EVOLUTIONS IN THE FIELD OF BIOETHICS
Panel formed with individual proposals.
The article focuses on “nonconsensual genetic use“: The use of the “singular genome“—namely, the genome of a single individual—by private entities (e.g., researchers and personal adversaries), without the knowledge or consent of the person from whom it was taken. The Article maps the legal landscape in the United States and explores how the genome is conceptualized in briefs, court decisions, and legislation. The analysis reveals two main findings. First, there is a tension between two fundamentally different conceptions of the genome. The genome is conceptualized as either a “public good,“ governed by public health law - or as a “private good,“ governed by a private property regime. This binary division is superficial and can lead to harmful outcomes. Second, parties in court proceedings, judges, and legislatures are using the legislation and court proceedings to “negotiate“ the value of the genome. This indicates that the governance of the genome is de facto a function of power.

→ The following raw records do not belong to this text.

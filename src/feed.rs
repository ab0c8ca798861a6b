//! Batching of newline-delimited JSON metrics
//!
//! Each non-blank line is one [`Metric`]. Lines that do not parse are logged
//! and skipped. Metrics are handed to the [`Dispatcher`] in batches of
//! `batch_size`, with a final partial batch at end of input.

use anyhow::Context;
use tokio::io::{AsyncBufRead, AsyncBufReadExt};
use tracing::{debug, error};

use crate::Metric;
use crate::dispatcher::Dispatcher;

/// Read metrics until end of input and forward them in batches.
///
/// Fails if reading fails or if any metric could not be delivered. Delivery
/// failures do not stop the feed.
pub async fn forward(
    reader: impl AsyncBufRead + Unpin,
    dispatcher: &Dispatcher,
    batch_size: usize,
) -> anyhow::Result<()> {
    let batch_size = batch_size.max(1);
    let mut lines = reader.lines();
    let mut batch = Vec::new();
    let mut failed = 0;

    while let Some(line) = lines.next_line().await.context("failed to read metrics")? {
        if line.trim().is_empty() {
            continue;
        }

        match serde_json::from_str::<Metric>(&line) {
            Ok(metric) => batch.push(metric),
            Err(e) => {
                error!("skipping malformed metric: {e}");
                continue;
            }
        }

        if batch.len() >= batch_size {
            failed += flush(dispatcher, &mut batch).await;
        }
    }

    failed += flush(dispatcher, &mut batch).await;

    if failed > 0 {
        anyhow::bail!("{failed} metrics could not be delivered");
    }
    Ok(())
}

/// Send the batch and return the number of metrics that failed.
async fn flush(dispatcher: &Dispatcher, batch: &mut Vec<Metric>) -> usize {
    let metrics = std::mem::take(batch);
    debug!("flushing {} metrics", metrics.len());

    match dispatcher.write(&metrics).await {
        Ok(()) => 0,
        Err(e) => {
            error!("{e}");
            e.failures.len()
        }
    }
}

The issue of legislative omission arises as a problem linked to the need for legal certainty and the consequent observance of the normative precept. The response to the legislator's inertia implies an institutional conception from which it is possible to organize the individual powers, giving a characterization to the form of State and government. One of the most striking examples is Law 40/2004, through which the Italian legislature has regulated medically assisted procreation. The complexity of the matter involving ethical and cultural principles as well as scientific/technological progress has caused many difficulties both at the time of the request for specific protection and at the time of its application. The law turns out to be dated, unclear and with great gaps. The impossibility of forcing the political body to adopt an active behaviour by issuing a new law, has led to the intervention of the jurisdictional power through judgements that have literally rewritten this law.
The Irish Supreme Court has in recent years had to consider cases dealing with end-of-life medical care, and particularly the sometimes fine distinction between humane end-of-life care and euthanasia. The Court has held that this distinction turns to a large extent on the intentions of the medical practitioners involved.“ In this paper, we consider the normative underpinnings of these cases. We argue that explanations that focus on the intentions of medical practitioners fail to justify the jurisprudence. Such intentions are epistemically inaccessible, and doctors may have conflicting intentions. Secondly, we argue that we can make better sense of these cases by appealing to the moral value of principled consistency. Judges try to determine the principles of political morality that underpin assisted dying cases and apply them consistently across relevantly similar cases. As part of this process, they attribute intentions to doctors based on an analysis of the moral role of the doctor.